Likewise, introducing simple policies and educative measures can help evade the biggest yet simplest attacks like phishing, ransomware and spoofing that can lead to regulatory disasters, data breaches, and big equity and brand value losses.
Embed security into software development: To unleash DevSecOps, enterprises must build security milestones into their continuous integration and continuous deployment (CI-CD) pipelines. For instance, security validation is necessary in every implementation phase—from design till deployment—for application and infrastructure.
Adopt an extended enterprise worldview: Educating customers and end users on the enterprise’s approach to security best practices and incorporating partners, third parties, and vendors in the larger digital risk management framework is key to sealing data leakages.
After finalizing specifications and standards for your cloud security, the next step is to figure out how to achieve them. It’s also important to ensure business value and security spend alignment while aligning cloud security strategy with the larger business strategy.

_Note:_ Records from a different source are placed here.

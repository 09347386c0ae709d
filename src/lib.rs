// Copyright 2021 Google LLC
//
// Licensed under the Apache License, Version 2.0 (the "License");
// you may not use this file except in compliance with the License.
// You may obtain a copy of the License at
//
//     https://www.apache.org/licenses/LICENSE-2.0
//
// Unless required by applicable law or agreed to in writing, software
// distributed under the License is distributed on an "AS IS" BASIS,
// WITHOUT WARRANTIES OR CONDITIONS OF ANY KIND, either express or implied.
// See the License for the specific language governing permissions and
// limitations under the License.

//! A blocking driver for the GC9B71 LCD controller.
//!
//! The driver ([Gc9b71]) turns the generic [Panel] operations (reset,
//! initialize, draw a rectangle, orientation, inversion and power) into the
//! controller's command stream. It does not move bytes itself: the user
//! implements [CommandTransport](interface::CommandTransport) for whatever
//! bus the panel sits on (4-wire SPI, QSPI, ...), and optionally provides a
//! [ResetLine](interface::ResetLine) for hardware reset. Any
//! `embedded_hal::digital::OutputPin` can be used as a reset line through
//! [OutputPinReset](adapters::OutputPinReset).
//!
//! ```ignore
//! use gc9b71_panel::{Gc9b71, Panel, PanelConfig, ColorSpace};
//! use gc9b71_panel::adapters::OutputPinReset;
//!
//! let config = PanelConfig::default().with_color_space(ColorSpace::Bgr);
//! let mut panel = Gc9b71::new(
//!     &mut transport, delay, Some(OutputPinReset::new(rst)), &config)?;
//! panel.reset()?;
//! panel.init()?;
//! panel.set_gap(0, 0)?;
//! panel.draw_bitmap(0, 0, 320, 386, &frame)?;
//! ```
//!
//! Everything is synchronous: an operation returns after its transmissions,
//! or after the fixed settle time the controller needs.

#![cfg_attr(not(test), no_std)]

pub mod adapters;
mod command_structs;
pub use command_structs::{
    ColorComponentOrder, ColumnOrder, MemoryAccessControl, PixelFormat,
    RowColumnSwap, RowOrder};
pub mod commands;
pub use commands::{InitCommand, VENDOR_INIT_COMMANDS};
mod config;
pub use config::{ColorSpace, PanelConfig};
mod error;
pub use error::Error;
mod gc9b71;
pub use gc9b71::Gc9b71;
pub mod interface;
mod panel;
pub use panel::Panel;

#[cfg(test)] pub mod testing_device;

Talk to the board: Emphasize why cyberattacks and approaches to mitigating such risks merit a thoughtful discussion along with business goals, regulatory requirements, and value demonstration of security spend with the CSO team.

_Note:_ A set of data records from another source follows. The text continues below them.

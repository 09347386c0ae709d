// Copyright 2021 Google LLC
//
// Licensed under the Apache License, Version 2.0 (the "License");
// you may not use this file except in compliance with the License.
// You may obtain a copy of the License at
//
//     https://www.apache.org/licenses/LICENSE-2.0
//
// Unless required by applicable law or agreed to in writing, software
// distributed under the License is distributed on an "AS IS" BASIS,
// WITHOUT WARRANTIES OR CONDITIONS OF ANY KIND, either express or implied.
// See the License for the specific language governing permissions and
// limitations under the License.

use embedded_hal::delay::DelayNs;
use log::{debug, info, warn};

use crate::command_structs::{
    ColorComponentOrder, ColumnOrder, MemoryAccessControl, PixelFormat,
    RowColumnSwap, RowOrder};
use crate::commands::{Commands, InitCommand};
use crate::config::{ColorSpace, PanelConfig};
use crate::error::Error;
use crate::interface::{CommandTransport, ResetLine};
use crate::panel::Panel;

const RESET_PULSE_MS: u32 = 10;
// The datasheet asks for 5ms after SWRESET before the next command.
const SOFTWARE_RESET_MS: u32 = 20;

/// GC9B71 panel driver.
///
/// `T` is the [CommandTransport], `D` the delay and `R` the optional
/// [ResetLine]. Pass `&mut` references to keep ownership of them outside;
/// [release()](Self::release) gives them back otherwise.
///
/// The driver keeps write-through copies of the `MADCTL` and `COLMOD`
/// registers: every orientation change sends the new value at once, and the
/// copy is updated only when the transport accepts it.
pub struct Gc9b71<T, D, R> {
    cmds: Commands<T>,
    delay: D,
    reset: Option<R>,
    reset_active_high: bool,
    x_gap: u16,
    y_gap: u16,
    pixel_format: PixelFormat,
    madctl: MemoryAccessControl,
    init_commands: &'static [InitCommand],
}

type PanelError<T, R> =
    Error<<T as CommandTransport>::Error, <R as ResetLine>::Error>;
type Result<V, T, R> = core::result::Result<V, PanelError<T, R>>;

impl<T, D, R> Gc9b71<T, D, R>
        where T: CommandTransport, D: DelayNs, R: ResetLine {
    /// Creates the driver. No command is sent.
    ///
    /// If `reset` is given, it is configured as an output first, and released
    /// again when creation fails.
    pub fn new(transport: T, delay: D, mut reset: Option<R>,
               config: &PanelConfig) -> Result<Self, T, R> {
        if let Some(line) = reset.as_mut() {
            if let Err(e) = line.configure_output() {
                warn!("gc9b71 reset line unavailable");
                // Best effort; the acquisition error is what gets reported.
                let _ = line.release();
                return Err(Error::ResourceAcquisitionFailed(e));
            }
        }
        let (rgb_order, pixel_format) = match Self::check_config(config) {
            Ok(checked) => checked,
            Err(e) => {
                warn!("gc9b71 rejected: {:?} at {} bpp", config.color_space,
                      config.bits_per_pixel);
                if let Some(line) = reset.as_mut() {
                    let _ = line.release();
                }
                return Err(e);
            }
        };
        let mut madctl = MemoryAccessControl::default();
        madctl.set_rgb_order(rgb_order);
        info!("new gc9b71 panel: {:?}, {} bpp, {} reset",
              config.color_space, pixel_format.bits_per_pixel(),
              if reset.is_some() { "hardware" } else { "software" });
        Ok(Self{
            cmds: Commands::new(transport),
            delay,
            reset,
            reset_active_high: config.reset_active_high,
            x_gap: 0,
            y_gap: 0,
            pixel_format,
            madctl,
            init_commands: config.init_commands,
        })
    }

    fn check_config(config: &PanelConfig)
            -> Result<(ColorComponentOrder, PixelFormat), T, R> {
        let rgb_order = match config.color_space {
            ColorSpace::Rgb => ColorComponentOrder::RedGreenBlue,
            ColorSpace::Bgr => ColorComponentOrder::BlueGreenRed,
            ColorSpace::Monochrome => return Err(
                Error::UnsupportedConfiguration("unsupported color space")),
        };
        match PixelFormat::from_bits_per_pixel(config.bits_per_pixel) {
            Some(pixel_format) => Ok((rgb_order, pixel_format)),
            None => Err(Error::UnsupportedConfiguration("unsupported pixel width")),
        }
    }

    /// Releases the reset line and returns the transport and the delay.
    ///
    /// If the line fails to release, the error is returned and the transport
    /// and the delay are dropped with the driver. Pass them as `&mut` to keep
    /// them in that case.
    pub fn release(self) -> Result<(T, D), T, R> {
        let Self{cmds, delay, reset, ..} = self;
        if let Some(mut line) = reset {
            line.release().map_err(PanelError::<T, R>::ResetLine)?;
        }
        debug!("del gc9b71 panel");
        Ok((cmds.into_inner(), delay))
    }

    /// The value last sent to (or to be sent to, before
    /// [init()](Panel::init)) the `MADCTL` register.
    pub fn memory_access_control(&self) -> MemoryAccessControl { self.madctl }

    /// The value sent to the `COLMOD` register by [init()](Panel::init).
    pub fn pixel_format_control(&self) -> u8 { self.pixel_format.into() }

    pub fn pixel_format(&self) -> PixelFormat { self.pixel_format }

    /// The current `(x, y)` gap.
    pub fn gap(&self) -> (u16, u16) { (self.x_gap, self.y_gap) }

    fn write_madctl(&mut self) -> Result<(), T, R> {
        self.cmds.madctl(self.madctl).map_err(Error::Transport)
    }

    /// Sends `madctl`, and keeps it as the cached value once it's accepted.
    fn update_madctl(&mut self, madctl: MemoryAccessControl)
            -> Result<(), T, R> {
        self.cmds.madctl(madctl).map_err(PanelError::<T, R>::Transport)?;
        self.madctl = madctl;
        Ok(())
    }

    fn hardware_reset(&mut self) -> Result<(), T, R> {
        let active = self.reset_active_high;
        if let Some(line) = self.reset.as_mut() {
            line.set_level(active).map_err(PanelError::<T, R>::ResetLine)?;
            self.delay.delay_ms(RESET_PULSE_MS);
            line.set_level(!active).map_err(PanelError::<T, R>::ResetLine)?;
            self.delay.delay_ms(RESET_PULSE_MS);
        }
        Ok(())
    }

    /// Translates `[start, end)` by `gap` into an inclusive address window.
    /// `end` must be larger than `start`.
    fn window(start: u16, end: u16, gap: u16) -> Result<(u16, u16), T, R> {
        match (start.checked_add(gap), (end - 1).checked_add(gap)) {
            (Some(first), Some(last)) => Ok((first, last)),
            _ => Err(Error::InvalidArgument("window exceeds 16-bit address")),
        }
    }
}

impl<T, D, R> Panel for Gc9b71<T, D, R>
        where T: CommandTransport, D: DelayNs, R: ResetLine {
    type Error = PanelError<T, R>;

    fn reset(&mut self) -> Result<(), T, R> {
        if self.reset.is_some() {
            debug!("gc9b71 hardware reset");
            self.hardware_reset()
        } else {
            debug!("gc9b71 software reset");
            self.cmds.swreset().map_err(PanelError::<T, R>::Transport)?;
            self.delay.delay_ms(SOFTWARE_RESET_MS);
            Ok(())
        }
    }

    fn init(&mut self) -> Result<(), T, R> {
        for command in self.init_commands {
            self.cmds.raw(command.register(), command.payload())
                .map_err(PanelError::<T, R>::Transport)?;
            if command.requires_settle() {
                self.delay.delay_ms(InitCommand::SETTLE_MS);
            }
        }
        // The sequence may program its own MADCTL/COLMOD; restore ours.
        self.write_madctl()?;
        self.cmds.colmod(self.pixel_format)
            .map_err(PanelError::<T, R>::Transport)?;
        info!("gc9b71 panel initialized");
        self.delay.delay_ms(InitCommand::SETTLE_MS);
        Ok(())
    }

    fn draw_bitmap(&mut self, x_start: u16, y_start: u16, x_end: u16,
                   y_end: u16, pixels: &[u8]) -> Result<(), T, R> {
        assert!(x_start < x_end && y_start < y_end,
                "start position must be smaller than end position");
        let (x0, x1) = Self::window(x_start, x_end, self.x_gap)?;
        let (y0, y1) = Self::window(y_start, y_end, self.y_gap)?;
        let len = self.pixel_format.bytes_for(
            usize::from(x_end - x_start) * usize::from(y_end - y_start));
        let pixels = match pixels.get(..len) {
            Some(pixels) => pixels,
            None => return Err(
                Error::InvalidArgument("pixel buffer is too short")),
        };

        self.cmds.caset(x0, x1).map_err(PanelError::<T, R>::Transport)?;
        self.cmds.raset(y0, y1).map_err(PanelError::<T, R>::Transport)?;
        self.cmds.ramwr(pixels).map_err(Error::Transport)
    }

    fn invert_color(&mut self, invert: bool) -> Result<(), T, R> {
        let r = if invert { self.cmds.invon() } else { self.cmds.invoff() };
        r.map_err(Error::Transport)
    }

    fn mirror(&mut self, mirror_x: bool, mirror_y: bool) -> Result<(), T, R> {
        let mut madctl = self.madctl;
        madctl.set_column_address_order(ColumnOrder::mirrored(mirror_x))
            .set_row_address_order(RowOrder::mirrored(mirror_y));
        self.update_madctl(madctl)
    }

    fn swap_axes(&mut self, swap: bool) -> Result<(), T, R> {
        let mut madctl = self.madctl;
        madctl.set_row_column_swap(RowColumnSwap::swapped(swap));
        self.update_madctl(madctl)
    }

    fn set_gap(&mut self, x_gap: u16, y_gap: u16) -> Result<(), T, R> {
        debug!("gc9b71 gap set to ({}, {})", x_gap, y_gap);
        self.x_gap = x_gap;
        self.y_gap = y_gap;
        Ok(())
    }

    fn display_on_off(&mut self, on: bool) -> Result<(), T, R> {
        let r = if on { self.cmds.dispon() } else { self.cmds.dispoff() };
        r.map_err(Error::Transport)
    }

    fn sleep(&mut self, sleep: bool) -> Result<(), T, R> {
        let r = if sleep { self.cmds.slpin() } else { self.cmds.slpout() };
        r.map_err(PanelError::<T, R>::Transport)?;
        self.delay.delay_ms(InitCommand::SETTLE_MS);
        Ok(())
    }

    fn destroy(self) -> Result<(), T, R> {
        self.release().map(|_| ())
    }
}

// mod tests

Invest in business problems: Instead of clubbing cloud security investments with the budget of the overall system, segregate cloud activities into individual segments, tools or technologies, and processes. It will help you understand, measure, and quantify impact against spend.
Monetize your cloud security spend: You can do this by highlighting your cloud investments in the marketing and product development strategy. This way, you can recover the spend by proactively selling privacy and trust as a value proposition in the product or service roadmap.
Combat with intelligence at scale: Using advanced AI techniques to ensure endpoint security, predict events, take automated response measures, unearth vulnerabilities, and deploy continuous monitoring can prove worthwhile when securing enterprise systems at scale.